What ideas do you have for how to respond to the objection "but anything's possible" when you are trying to argue that the evidence offered doesn't justify the conclusion? In particular, what can you say when, for example, you argue that meditation did not help reduce crime in Washington, DC - that the leader of the meditation group himself had predicted a significant decrease that summer and instead DC had the highest crime rate ever. Then the person you are telling this to says: "But think how high the crime rate might have been without the meditation groups!" Now I know that one way to respond is to talk about post-hoc predictions in statistics and the importance of predicting ahead of time what will happen, but this sort of explanation often makes little sense to the person who is untrained in probability theory and research design. So I am looking for another way to respond to objections like these.
Here's an example of what I thought was a great way to respond to students who would say, after hearing about an experiment: "But how do you know that X (the teaching method, the ringing bell - whatever the experimental variable being manipulated was) how do you know that that was what caused the differences between the 2 groups?
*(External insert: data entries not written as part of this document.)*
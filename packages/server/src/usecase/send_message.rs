//! UseCase: メッセージ送信処理
//!
//! ## テスト実装の作業記録
//!
//! ### 何をテストしているか
//! - SendMessageUseCase::execute() メソッド
//! - participant の発言がログに追記され、セッション内の全接続（送信者自身と viewer を含む）に届くこと
//!
//! ### なぜこのテストが必要か
//! - 他セッションへ漏れないこと、viewer が発言できないことを保証
//! - 終了済みセッションへの発言が SessionEnded になることを確認
//!
//! ### どのような状況を想定しているか
//! - 正常系：発言とブロードキャスト
//! - 異常系：viewer からの発言、終了済みセッション

use std::sync::Arc;

use hiroba_shared::time::Clock;

use crate::domain::{
    ChatMessage, Connection, MessageBody, MessageDraft, RelayError, Timestamp, ValueObjectError,
};

use super::BroadcastRouter;

/// メッセージ送信のユースケース
pub struct SendMessageUseCase {
    router: Arc<BroadcastRouter>,
    clock: Arc<dyn Clock>,
}

impl SendMessageUseCase {
    pub fn new(router: Arc<BroadcastRouter>, clock: Arc<dyn Clock>) -> Self {
        Self { router, clock }
    }

    /// メッセージ送信を実行
    ///
    /// タイムスタンプはリレーの時計で付け直す（クライアントの値は信用しない）。
    ///
    /// # Returns
    ///
    /// * `Ok(ChatMessage)` - 追記・配信済みのメッセージ
    /// * `Err(RelayError)` - viewer からの送信、終了済みセッション
    pub async fn execute(
        &self,
        connection: &Connection,
        body: MessageBody,
    ) -> Result<ChatMessage, RelayError> {
        let author = connection
            .client_id
            .clone()
            .ok_or(ValueObjectError::Empty("client_id"))?;
        let now = Timestamp::new(self.clock.now_millis());

        let message = self
            .router
            .publish(&connection.session_id, MessageDraft::chat(author, body, now))
            .await?;
        tracing::debug!(
            connection = %connection.label(),
            seq = message.sequence.value(),
            "Message relayed"
        );
        Ok(message)
    }
}
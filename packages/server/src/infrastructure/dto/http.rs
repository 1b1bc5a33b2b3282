//! HTTP API request/response bodies.

use std::collections::BTreeMap;

use serde::{Deserialize, Serialize};

#[derive(Debug, Clone, PartialEq, Eq, Serialize, Deserialize)]
pub struct HealthDto {
    pub status: String,
}

#[derive(Debug, Clone, PartialEq, Eq, Serialize, Deserialize)]
pub struct ErrorDto {
    pub error: String,
}

/// Body of `POST /api/sessions`
#[derive(Debug, Clone, Default, PartialEq, Eq, Serialize, Deserialize)]
pub struct CreateSessionDto {
    #[serde(default)]
    pub session_id: Option<String>,
    #[serde(default)]
    pub password: Option<String>,
    #[serde(default)]
    pub require_user_password: bool,
    #[serde(default)]
    pub disable_user_password: bool,
    #[serde(default)]
    pub purpose: Option<String>,
    #[serde(default)]
    pub notes: Option<String>,
}

#[derive(Debug, Clone, PartialEq, Eq, Serialize, Deserialize)]
pub struct SessionSummaryDto {
    pub session_id: String,
    pub active: bool,
    pub status: String,
    pub created_at: String,
    pub ended_at: Option<String>,
    pub password_protected: bool,
}

#[derive(Debug, Clone, PartialEq, Eq, Serialize, Deserialize)]
pub struct SessionListDto {
    pub sessions: Vec<SessionSummaryDto>,
}

#[derive(Debug, Clone, PartialEq, Eq, Serialize, Deserialize)]
pub struct SessionDetailDto {
    pub session_id: String,
    pub active: bool,
    pub status: String,
    pub created_at: String,
    pub ended_at: Option<String>,
    pub password_protected: bool,
    pub require_user_password: bool,
    pub disable_user_password: bool,
    pub protected_users: Vec<String>,
    pub participants: Vec<String>,
    pub viewer_count: usize,
    pub total_messages: usize,
    /// `HH:MM:SS`, only once the session has ended
    pub duration: Option<String>,
    pub purpose: Option<String>,
    pub notes: Option<String>,
}

/// One entry of a session log as served over HTTP
#[derive(Debug, Clone, PartialEq, Eq, Serialize, Deserialize)]
pub struct HistoryMessageDto {
    pub seq: u64,
    pub message_type: String,
    pub client_id: String,
    pub content: String,
    pub timestamp: String,
}

#[derive(Debug, Clone, PartialEq, Eq, Serialize, Deserialize)]
pub struct SessionMessagesDto {
    pub session_id: String,
    pub messages: Vec<HistoryMessageDto>,
}

#[derive(Debug, Clone, Default, PartialEq, Eq, Serialize, Deserialize)]
pub struct UserStatisticsDto {
    pub count: usize,
    pub chars: usize,
    pub words: usize,
}

#[derive(Debug, Clone, PartialEq, Eq, Serialize, Deserialize)]
pub struct SessionStatisticsDto {
    pub session_id: String,
    pub total_messages: usize,
    pub total_chars: usize,
    pub total_words: usize,
    pub participants: Vec<String>,
    pub user_stats: BTreeMap<String, UserStatisticsDto>,
}

/// Query of `GET /api/sessions`
#[derive(Debug, Clone, Default, Deserialize)]
pub struct ListSessionsQuery {
    pub status: Option<String>,
}

/// Query of `GET /api/sessions/{id}/export`
#[derive(Debug, Clone, Default, Deserialize)]
pub struct ExportQuery {
    pub format: Option<String>,
}

/// Query of `GET /api/sessions/{id}/messages`
#[derive(Debug, Clone, Default, Deserialize)]
pub struct MessagesQuery {
    pub client_id: Option<String>,
    pub r#type: Option<String>,
    pub q: Option<String>,
}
There were so many other ways in which these groups differed." Of course I would talk then about the benefits of randomization, etc. but I found that a more effective way to respond was to use an analogy. The analogy was to imagine that I had 2 glasses of water, and I wanted to see if adding lemon to one of them could make a big enough difference that it could be detected when tasting the 2 glasses. Now of course it would be easy to tell which glass had the lemon if there were no other differences between the two. But now, I'd say, imagine that I add a little salt to this glass and much more to the other; some tabasco to this one, none to the other; sugar .. etc. Now I would say if you can still tell which glass has the lemon, that shows what a strong infuence that factor has. (I want to thank experimental psychologist Ray Littlejohn whom I think gave me this example years ago.)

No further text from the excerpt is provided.